Why are many faculty members seemingly disinterested in keeping on top of, and utilizing, new innovative approaches to education? This article is focused on that question, addressing it from a psychological perspective by highlighting several established phenomena and theories that are seemingly relevant.
These include the power of context, the role of habit, the desire to be seen as competent, and the resistance to engage in learning that feels outside of one’s zone of proximal development. The hope is that through a better understanding of why faculty might not embrace innovation, higher ed leaders will be in a better position to come up with solutions that will allow us to ensure the education we provide our students remains relevant to their opportunities for success in their careers and in their lives more generally.
- Impact of Technology. We are increasingly relying on technology to allow us to provide powerful and relevant educational experiences to our students.
- Psychology of Resistance. Many faculty, however, seem disinterested in even learning about educational innovations despite their role as educators — but why? This question is considered in the context of four psychological theories in hopes of gaining a better understanding.
- Power of Context. Zimbardo’s Stanford Prison Experiment demonstrates the power of one’s institutional context to shape their behavior, which is relevant given that most educational institutions reward research excellence above teaching excellence — something faculty members come to know well even from the graduate school experience. This helps to explain why many professors focus their innovative thinking on research rather than in the classroom.
- Power of Habit. Habit, a favorite topic of William James, explains how this tendency to focus innovation on research becomes “second nature,” and thus resistant to change.
- Fear of Appearing Incompetent. Once these habits are in place they are further enforced by the desire on the part of nearly all faculty to be seen as competent educators — consistent with Maslow’s Hierarchy of Needs — where competence may be equated with “looking like an expert” in the eyes of one’s students.
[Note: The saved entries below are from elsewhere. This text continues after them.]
use crate::core::ConversionService;
use crate::rpc::protocol::{Reply, Request, Response, DEFAULT_MAX_LINE_LENGTH};
use crate::utils::error::{ConvertError, Result};
use async_trait::async_trait;
use futures::{SinkExt, StreamExt};
use std::future::Future;
use std::time::Duration;
use tokio::io::{AsyncRead, AsyncWrite, AsyncWriteExt};
use tokio::net::{TcpStream, ToSocketAddrs};
use tokio::sync::Mutex;
use tokio_util::codec::{Framed, LinesCodec};

pub const DEFAULT_HOST: &str = "localhost";

#[derive(Debug, Clone, Copy)]
pub struct ClientOptions {
    pub connect_timeout: Duration,
    pub request_timeout: Duration,
    pub max_line_length: usize,
}

impl Default for ClientOptions {
    fn default() -> Self {
        Self {
            connect_timeout: Duration::from_secs(5),
            request_timeout: Duration::from_secs(30),
            max_line_length: DEFAULT_MAX_LINE_LENGTH,
        }
    }
}

/// Client side of the conversion service: one request in flight at a time.
/// Replies to requests that already timed out are skipped by the next call.
pub struct ConvertClient<T = TcpStream> {
    framed: Framed<T, LinesCodec>,
    next_id: u64,
    options: ClientOptions,
}

impl ConvertClient<TcpStream> {
    pub async fn connect<A: ToSocketAddrs>(addr: A, options: ClientOptions) -> Result<Self> {
        let stream = with_timeout("connect", options.connect_timeout, TcpStream::connect(addr))
            .await??;
        stream.set_nodelay(true)?;
        if let Ok(peer) = stream.peer_addr() {
            tracing::debug!("Connected to conversion service at {}", peer);
        }
        Ok(Self::from_transport(stream, options))
    }

}

impl<T> ConvertClient<T>
where
    T: AsyncRead + AsyncWrite + Unpin,
{
    pub fn from_transport(io: T, options: ClientOptions) -> Self {
        Self {
            framed: Framed::new(io, LinesCodec::new_with_max_length(options.max_line_length)),
            next_id: 1,
            options,
        }
    }

    pub async fn available_units(&mut self) -> Result<Vec<String>> {
        let id = self.allocate_id();
        match self.call(Request::AvailableUnits { id }).await? {
            Reply::Units(units) => Ok(units),
            Reply::Text(_) => Err(ConvertError::ProtocolError {
                message: "available_units answered with text instead of a unit list".to_string(),
            }),
        }
    }

    pub async fn convert(&mut self, input: &str) -> Result<String> {
        let id = self.allocate_id();
        let request = Request::Convert {
            id,
            input: input.to_string(),
        };
        match self.call(request).await? {
            Reply::Text(text) => Ok(text),
            Reply::Units(_) => Err(ConvertError::ProtocolError {
                message: "convert answered with a unit list instead of text".to_string(),
            }),
        }
    }

    /// 關閉寫入端，讓伺服器看到 EOF
    pub async fn close(mut self) -> Result<()> {
        self.framed.get_mut().shutdown().await?;
        Ok(())
    }

    fn allocate_id(&mut self) -> u64 {
        let id = self.next_id;
        self.next_id += 1;
        id
    }

    async fn call(&mut self, request: Request) -> Result<Reply> {
        let id = request.id();
        let method = request.method();
        let timeout = self.options.request_timeout;
        let line = serde_json::to_string(&request)?;

        let framed = &mut self.framed;
        let exchange = async move {
            framed.send(line).await?;
            loop {
                let reply = framed.next().await.ok_or(ConvertError::ConnectionClosed)??;
                let response = serde_json::from_str::<Response>(&reply)?;
                // 先前逾時的請求遲到的回覆
                if response.id < id {
                    tracing::debug!("Discarding late reply to request {}", response.id);
                    continue;
                }
                return Ok::<_, ConvertError>(response);
            }
        };
        let response = with_timeout(method, timeout, exchange).await??;

        if response.id != id {
            return Err(ConvertError::ProtocolError {
                message: format!("expected response id {}, got {}", id, response.id),
            });
        }

        response.into_result().map_err(|fault| ConvertError::RemoteError {
            kind: fault.kind.to_string(),
            message: fault.message,
        })
    }
}

async fn with_timeout<F: Future>(operation: &str, after: Duration, fut: F) -> Result<F::Output> {
    tokio::time::timeout(after, fut)
        .await
        .map_err(|_| ConvertError::TimeoutError {
            operation: operation.to_string(),
            after,
        })
}

/// [`ConversionService`] backed by a remote conversion service.
pub struct RemoteService<T = TcpStream> {
    client: Mutex<ConvertClient<T>>,
}

impl<T> RemoteService<T>
where
    T: AsyncRead + AsyncWrite + Unpin + Send,
{
    pub fn new(client: ConvertClient<T>) -> Self {
        Self {
            client: Mutex::new(client),
        }
    }

    pub async fn close(self) -> Result<()> {
        self.client.into_inner().close().await
    }
}

#[async_trait]
impl<T> ConversionService for RemoteService<T>
where
    T: AsyncRead + AsyncWrite + Unpin + Send,
{
    async fn available_units(&self) -> Result<Vec<String>> {
        self.client.lock().await.available_units().await
    }

    async fn convert(&self, input: &str) -> Result<String> {
        self.client.lock().await.convert(input).await
    }
}
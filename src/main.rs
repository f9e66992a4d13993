use clap::Parser;
use length_convert::utils::logger;
use length_convert::{ConvertArgs, InputParser, LengthConverter, ServerConfig, UnitCatalog};

fn main() {
    let args = ConvertArgs::parse();

    // 初始化日誌
    logger::init_cli_logger(args.verbose);
    tracing::debug!("CLI args: {:?}", args);

    // 建立單位目錄: 設定檔優先，其次 --extended
    let catalog = match &args.config {
        Some(path) => match ServerConfig::from_file(path).and_then(|c| c.build_catalog()) {
            Ok(catalog) => catalog,
            Err(e) => {
                tracing::error!("❌ Failed to load units from '{}': {}", path.display(), e);
                eprintln!("❌ {}", e.user_friendly_message());
                eprintln!("💡 建議: {}", e.recovery_suggestion());
                std::process::exit(e.exit_code().max(1));
            }
        },
        None if args.extended => UnitCatalog::extended(),
        None => UnitCatalog::basic(),
    };

    let converter = LengthConverter::with_catalog(catalog);
    let output = InputParser::new(&converter).convert_args(&args.expression);
    println!("{}", output);
}
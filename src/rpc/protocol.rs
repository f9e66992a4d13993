//! Wire format of the conversion service.
//!
//! One JSON document per line in each direction. A client sends a [`Request`]
//! and reads back exactly one [`Response`] carrying the same `id`.

use serde::{Deserialize, Serialize};
use std::fmt;

/// Default TCP port of the conversion service.
pub const DEFAULT_PORT: u16 = 9090;

/// Default upper bound for a single protocol line, in bytes.
pub const DEFAULT_MAX_LINE_LENGTH: usize = 64 * 1024;

#[derive(Debug, Clone, PartialEq, Serialize, Deserialize)]
#[serde(tag = "method", rename_all = "snake_case")]
pub enum Request {
    AvailableUnits { id: u64 },
    Convert { id: u64, input: String },
}

impl Request {
    pub fn id(&self) -> u64 {
        match self {
            Request::AvailableUnits { id } | Request::Convert { id, .. } => *id,
        }
    }

    pub fn method(&self) -> &'static str {
        match self {
            Request::AvailableUnits { .. } => "available_units",
            Request::Convert { .. } => "convert",
        }
    }
}

#[derive(Debug, Clone, PartialEq, Serialize, Deserialize)]
#[serde(untagged)]
pub enum Reply {
    Units(Vec<String>),
    Text(String),
}

#[derive(Debug, Clone, Copy, PartialEq, Eq, Serialize, Deserialize)]
#[serde(rename_all = "snake_case")]
pub enum FaultKind {
    ParseError,
    UnknownMethod,
    InternalError,
}

impl fmt::Display for FaultKind {
    fn fmt(&self, f: &mut fmt::Formatter<'_>) -> fmt::Result {
        let name = match self {
            FaultKind::ParseError => "parse_error",
            FaultKind::UnknownMethod => "unknown_method",
            FaultKind::InternalError => "internal_error",
        };
        f.write_str(name)
    }
}

#[derive(Debug, Clone, PartialEq, Serialize, Deserialize)]
pub struct Fault {
    pub kind: FaultKind,
    pub message: String,
}

#[derive(Debug, Clone, PartialEq, Serialize, Deserialize)]
pub struct Response {
    pub id: u64,
    #[serde(default, skip_serializing_if = "Option::is_none")]
    pub result: Option<Reply>,
    #[serde(default, skip_serializing_if = "Option::is_none")]
    pub error: Option<Fault>,
}

impl Response {
    pub fn ok(id: u64, reply: Reply) -> Self {
        Self {
            id,
            result: Some(reply),
            error: None,
        }
    }

    pub fn fault(id: u64, kind: FaultKind, message: impl Into<String>) -> Self {
        Self {
            id,
            result: None,
            error: Some(Fault {
                kind,
                message: message.into(),
            }),
        }
    }

    /// A response must carry exactly one of `result` / `error`.
    pub fn into_result(self) -> Result<Reply, Fault> {
        match (self.result, self.error) {
            (_, Some(fault)) => Err(fault),
            (Some(reply), None) => Ok(reply),
            (None, None) => Err(Fault {
                kind: FaultKind::InternalError,
                message: "response carries neither result nor error".to_string(),
            }),
        }
    }
}

/// Decodes a request line. Failures come back as the fault response to send,
/// keeping the caller's `id` whenever the line was at least a JSON object.
pub fn decode_request(line: &str) -> Result<Request, Response> {
    match serde_json::from_str::<Request>(line) {
        Ok(request) => Ok(request),
        Err(e) => {
            let value = serde_json::from_str::<serde_json::Value>(line).ok();
            let id = value
                .as_ref()
                .and_then(|v| v.get("id"))
                .and_then(|v| v.as_u64())
                .unwrap_or(0);
            let method = value
                .as_ref()
                .and_then(|v| v.get("method"))
                .and_then(|v| v.as_str())
                .map(str::to_string);

            Err(match method {
                Some(m) if m != "available_units" && m != "convert" => Response::fault(
                    id,
                    FaultKind::UnknownMethod,
                    format!("Unknown method '{}'", m),
                ),
                _ => Response::fault(id, FaultKind::ParseError, e.to_string()),
            })
        }
    }
}
use crate::core::ConversionService;
use crate::utils::error::Result;
use tokio::io::{AsyncBufRead, AsyncBufReadExt, AsyncWrite, AsyncWriteExt};

pub const ONCE_PROMPT: &str = "Please enter length to convert: ";

#[derive(Debug, Clone, Copy, PartialEq, Eq)]
pub enum SessionMode {
    /// List units, ask for one expression, print the answer and stop.
    Once,
    /// Keep converting lines until the input ends.
    Interactive,
}

/// Operator session over any [`ConversionService`].
pub struct Session<'a, S: ConversionService + ?Sized> {
    service: &'a S,
    mode: SessionMode,
}

impl<'a, S: ConversionService + ?Sized> Session<'a, S> {
    pub fn new(service: &'a S, mode: SessionMode) -> Self {
        Self { service, mode }
    }

    /// Returns how many expressions were sent for conversion.
    pub async fn run<R, W>(&self, mut reader: R, mut writer: W) -> Result<usize>
    where
        R: AsyncBufRead + Unpin,
        W: AsyncWrite + Unpin,
    {
        let units = self.service.available_units().await?.join(", ");
        tracing::debug!("Service offers units: {}", units);

        let converted = match self.mode {
            SessionMode::Once => {
                writer
                    .write_all(format!("Available units: {}\n{}", units, ONCE_PROMPT).as_bytes())
                    .await?;
                writer.flush().await?;

                match read_expression(&mut reader).await? {
                    Some(input) => {
                        let answer = self.service.convert(&input).await?;
                        writer
                            .write_all(format!("[Client] received: {}\n", answer).as_bytes())
                            .await?;
                        1
                    }
                    None => 0,
                }
            }
            SessionMode::Interactive => {
                writer
                    .write_all(
                        format!(
                            "Please enter lengths to convert in format '<length> <unit> in <unit>', using {}\n",
                            units
                        )
                        .as_bytes(),
                    )
                    .await?;
                writer.flush().await?;

                let mut count = 0;
                while let Some(input) = read_expression(&mut reader).await? {
                    if input.is_empty() {
                        continue;
                    }
                    let answer = self.service.convert(&input).await?;
                    writer.write_all(format!("{}\n", answer).as_bytes()).await?;
                    writer.flush().await?;
                    count += 1;
                }
                count
            }
        };

        writer.flush().await?;
        tracing::debug!("Session finished after {} conversion(s)", converted);
        Ok(converted)
    }
}

/// Next line without its line ending; `None` at end of input.
async fn read_expression<R: AsyncBufRead + Unpin>(reader: &mut R) -> Result<Option<String>> {
    let mut line = String::new();
    if reader.read_line(&mut line).await? == 0 {
        return Ok(None);
    }
    let trimmed = line.trim_end_matches(['\n', '\r']).to_string();
    if trimmed.trim().is_empty() {
        return Ok(Some(String::new()));
    }
    Ok(Some(trimmed))
}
- Fear of Failure. The fear that trying something new might result in some form of failure could be in part due to the fact that, for some faculty, the amount of technical and pedagogical knowledge needed to implement an innovation in a competent manner may actually fall outside their “Zone of Proximal Development” (Vygotsky). That is, they may feel that even with heavy support, they simply are not prepared to use innovative approaches because they just don’t “get it.”
Impact of Technology
We are now within what I see as the second wave of technology-supported educational innovation. The first wave involved the widespread adoption of learning management systems allowing us to communicate with large student groups, share educational artifacts, and of course do so within a protected space. The current wave involves the further use of these systems as to directly support innovative pedagogy, either through tools native to the LMS, or made available by third party vendors.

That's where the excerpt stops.